━━━ Supplied data ━━━

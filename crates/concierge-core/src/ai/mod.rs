pub mod gemini;
pub mod mock;

pub use gemini::{GeminiClient, GeminiFactory};
pub use mock::{MockFactory, MockProvider};

use std::sync::Arc;

use async_trait::async_trait;

use crate::error::Result;
use crate::state::ChatMessage;

/// A generative-text backend with its system instruction already bound.
#[async_trait]
pub trait ChatProvider: Send + Sync {
    fn name(&self) -> &'static str;

    /// Send `utterance` as a new user turn on top of `history`.
    async fn send(&self, history: &[ChatMessage], utterance: &str) -> Result<String>;
}

/// Builds a provider client for a given system instruction.
///
/// Called again whenever the view mode changes, since the instruction is
/// fixed at construction.
pub trait ProviderFactory: Send + Sync {
    fn build(&self, system_instruction: String) -> Result<Arc<dyn ChatProvider>>;
}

━━━

What you have to do: Determine how many lines contain the string "ChatMessage" in the listing, and state that number by itself.

Problem solution: 2